Following the "successful" intervention in Libya in 2011 the next Western-led action may not be in Iran, but in Syria. Sensationalistic news reporting in recent weeks over massacres first in Houla and later in Qubeir have been held up as examples par excellence that President Bashar al-Assad is a monster who must go the way of Saddam Hussein and Moammar Gaddafi.

In turmoil for well over one year, Syria is spiraling toward civil war. The resistance that was smashed in Homs, near the locations of the most recent massacres, was thought to have ended the regime crisis, but the violence has continued.

The impetus to remove President Assad is doubtlessly noble in intention. An autocrat to the bone, Assad is doing what any autocrat would do to remain in power. But is it in America's interests to assist rebels in their fight against the dictator?

Via Doug Mataconis of "Outside the Beltway,"  reports are surfacing that it was in fact Syrian rebels, not elements of Assad's army who were the perpetrators of the 90 civilian deaths in Houla, most of whom were members of the minority Shia Alawite clan that has ruled Syria for decades. Such does not sound like the handiwork of an army defending the regime.

Yet that has not stopped uber-interventionists from John McCain to Joe Lieberman to Marco Rubio from favoring arming the rebels or eventually intervening. But if Houla is an example of what the resistance is capable of what will further arming them portend? Is a resistance that's carrying out ethnic reprisals in America's interests? Are these reflexive interventionists proposing the U.S. arm rebels who slaughter civilians? Isn't that the case they are making against Assad?

The simple answer is that the United States has little to gain by involving itself in (another) conflict. What empirical evidence exists to believe that arming the rebels will postpone a civil war or that the rebels themselves represent an improvement for Syrians over the current regime?

Of course, Libya hasn't turned up roses yet either. Not only is tribal warfare rampant, but the country is breaking into militia zones and the power vacuum created by Gaddafi's death has led caches of weapons to flow into nearby Mali which is fast becoming a haven for Islamic extremists. And this was the successful intervention.

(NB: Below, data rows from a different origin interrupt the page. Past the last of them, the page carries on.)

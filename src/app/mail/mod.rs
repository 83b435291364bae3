use std::sync::Arc;

use crate::app::domain::Email;

/// Message to be sent via any email implementation.
#[derive(Debug, Clone)]
pub struct EmailMessage {
    pub to: Email,
    pub subject: String,
    pub html_body: String,
    pub from: String,
}

impl EmailMessage {
    pub fn new(to: Email, subject: impl Into<String>, html_body: impl Into<String>, from: impl Into<String>) -> Self {
        Self {
            to,
            subject: subject.into(),
            html_body: html_body.into(),
            from: from.into(),
        }
    }
}

/// Abstract interface for sending email. Swappable per environment.
#[async_trait::async_trait]
pub trait EmailSender: Send + Sync {
    async fn send(&self, message: &EmailMessage) -> Result<(), EmailError>;
}

/// Errors that can occur during email sending.
#[derive(Debug, thiserror::Error)]
pub enum EmailError {
    #[error("Configuration error: {0}")]
    Config(String),
    #[error("SMTP error: {0}")]
    Smtp(String),
    #[error("Send error: {0}")]
    Send(String),
}

pub use console::ConsoleMailer;
pub use noop::NoopMailer;
pub use smtp::SmtpMailer;

mod console;
mod noop;
mod smtp;

/// Build the email sender from config.
///
/// A provider that is selected but not configured degrades to `NoopMailer`
/// with a warning; mail is never a reason to refuse startup.
pub fn from_config(config: &crate::app::config::Config) -> Result<Arc<dyn EmailSender>, EmailError> {
    match config.mail_adapter.as_str() {
        "console" => Ok(Arc::new(ConsoleMailer)),
        "smtp" => {
            let Some(host) = config.smtp_host.clone() else {
                tracing::warn!("MAIL_ADAPTER=smtp but SMTP_HOST is not set; outgoing mail is disabled");
                return Ok(Arc::new(NoopMailer));
            };

            Ok(Arc::new(SmtpMailer::new(
                host,
                config.smtp_port,
                config.smtp_user.clone(),
                config.smtp_pass.clone(),
                config.mail_from.clone(),
            )?))
        }
        "none" => Ok(Arc::new(NoopMailer)),
        _ => Err(EmailError::Config(format!(
            "Unknown MAIL_ADAPTER: {}",
            config.mail_adapter
        ))),
    }
}

/// Send and report the outcome without failing the caller.
/// Returns whether delivery was accepted.
pub async fn send_best_effort(sender: &dyn EmailSender, message: &EmailMessage) -> bool {
    match sender.send(message).await {
        Ok(()) => true,
        Err(err) => {
            tracing::warn!(to = %message.to.as_str(), subject = %message.subject, %err, "email not delivered");
            false
        }
    }
}

#[cfg(test)]
mod tests {
    use super::*;
    use crate::app::config::Config;

    struct FailingMailer;

    #[async_trait::async_trait]
    impl EmailSender for FailingMailer {
        async fn send(&self, _message: &EmailMessage) -> Result<(), EmailError> {
            Err(EmailError::Send("provider down".to_string()))
        }
    }

    fn message() -> EmailMessage {
        EmailMessage::new(
            Email::new("owner@example.com".to_string()).unwrap(),
            "Welcome",
            "<p>hi</p>",
            "noreply@example.com",
        )
    }

    #[test]
    fn smtp_without_host_degrades_to_noop() {
        let mut config = Config::for_tests();
        config.mail_adapter = "smtp".to_string();
        config.smtp_host = None;
        assert!(from_config(&config).is_ok());
    }

    #[test]
    fn unknown_adapter_is_a_config_error() {
        let mut config = Config::for_tests();
        config.mail_adapter = "carrier-pigeon".to_string();
        assert!(matches!(from_config(&config), Err(EmailError::Config(_))));
    }

    #[tokio::test]
    async fn best_effort_reports_without_failing() {
        assert!(!send_best_effort(&FailingMailer, &message()).await);
        assert!(send_best_effort(&NoopMailer, &message()).await);
        assert!(send_best_effort(&ConsoleMailer, &message()).await);
    }
}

The best thing going for Assad right now might not be Russia's tenuous protection at the UN, but the American election. An embattled President Obama cannot desire putting a new foreign conflict on the front pages when he is already trying to sell a foreign policy record to the American public as a success.

So Assad may be safe through November at which point he may have finally quelled his rebellious factions. That may very well be what the interventionists fear. The uprisings might be over before they can have another clean little war. But after November is another story.

Libya is considered a good intervention because it was bloodless for Americans and it had bipartisan support, but with chaos reigning neither the intervention nor its effects are over. The truth on the ground tells another story. The same would be true in Syria, but since Libya was tidy from the perspective of most Americans, the urge to eventually replicate it in Syria will be tempting.

What is clear, however, is that who rules Syria is not a pertinent American interest and for once the bipartisan ruling class ought to consider the repercussions of its interventions.